# Auber - Digital SSR Power Regulator for Wort Boiling Control (DSPR1)



## DigitalGiraffe (7/9/16)

Hey guys,

So I'm finally at the point where I need to make a call on an element for my system (Brew area in garage is taking shape and its time for electrician quotes). I have the 2200w KK and it just does the job, the boil gets very slow after a while. I'm thinking about the 5* 2400w as it would probably give me the kick that I need or my other option is going 15A circuit and running the 5* 3600w. I am kind of leaning to this but I know it will be too much power so I was thinking about running it through one of these guys. Is there anywhere in Australia that offers a similar product? Does anyone here use one? I have seen a lot of similar units with a temp prob attached but I don't really need this feature.


----------



## SBOB (7/9/16)

( personally)if you're going to the expense of getting a 15a circuit put in, I think getting a PID, SSR and temp probe hooked up properly will give you a better solution.. Will make your mashing process more controllable and give you power % control during 100%/boil stages

using the Inkbird brand as an example, their PID controller is like ~$30. Its like $50 for a kit with all that and a heatsink on ebay from a quick search.


----------



## DigitalGiraffe (7/9/16)

I was trying to avoid having to put another "thing" in my keggle. I figured that my mash temp is what it is and I can't really change it with a bag sitting on an element(Probably should have mentioned that I am doing BIAB).

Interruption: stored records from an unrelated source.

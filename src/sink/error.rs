//! Sink error types

use crate::media::{CodecId, TrackType};
use crate::source::DescriptorError;

/// Error raised by a single sink while accepting a track or a frame
///
/// These never leave the fan-out muxer: it logs them and carries on with
/// the remaining sinks.
#[derive(Debug)]
pub enum SinkError {
    /// Frame for a track that was never announced
    UnknownTrack(TrackType),
    /// The sink's protocol or container cannot carry this codec
    UnsupportedCodec(CodecId),
    /// The generated session descriptor was rejected
    Descriptor(DescriptorError),
    /// Writing to storage failed
    Io(std::io::Error),
}

impl std::fmt::Display for SinkError {
    fn fmt(&self, f: &mut std::fmt::Formatter<'_>) -> std::fmt::Result {
        match self {
            SinkError::UnknownTrack(track) => write!(f, "No {} track announced", track),
            SinkError::UnsupportedCodec(codec) => write!(f, "Unsupported codec: {:?}", codec),
            SinkError::Descriptor(e) => write!(f, "{}", e),
            SinkError::Io(e) => write!(f, "I/O error: {}", e),
        }
    }
}

impl std::error::Error for SinkError {
    fn source(&self) -> Option<&(dyn std::error::Error + 'static)> {
        match self {
            SinkError::Descriptor(e) => Some(e),
            SinkError::Io(e) => Some(e),
            _ => None,
        }
    }
}

impl From<std::io::Error> for SinkError {
    fn from(e: std::io::Error) -> Self {
        SinkError::Io(e)
    }
}

impl From<DescriptorError> for SinkError {
    fn from(e: DescriptorError) -> Self {
        SinkError::Descriptor(e)
    }
}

Can the Inkbird PID be run without the probe and only use it to adjust power?


----------



## Camo6 (7/9/16)

The basic Auber pid they sell for homebrewers (without ramp/soak option), has the ability to control the output to the element when in manual mode. Can't recall the product code atm (2352?). This would give you the ability to upgrade to recirc down the track or just measure mash temp while still being able to control the boil.


----------



## Camo6 (7/9/16)

http://www.auberins.com/index.php?main_page=product_info&cPath=1&products_id=3


----------



## sp0rk (7/9/16)

An SSR (plus heatsink) and a 500K pot works well as a voltage regulator...


----------



## DigitalGiraffe (7/9/16)

Camo6 said:


> The basic Auber pid they sell for homebrewers (without ramp/soak option), has the ability to control the output to the element when in manual mode. Can't recall the product code atm (2352?). This would give you the ability to upgrade to recirc down the track or just measure mash temp while still being able to control the boil.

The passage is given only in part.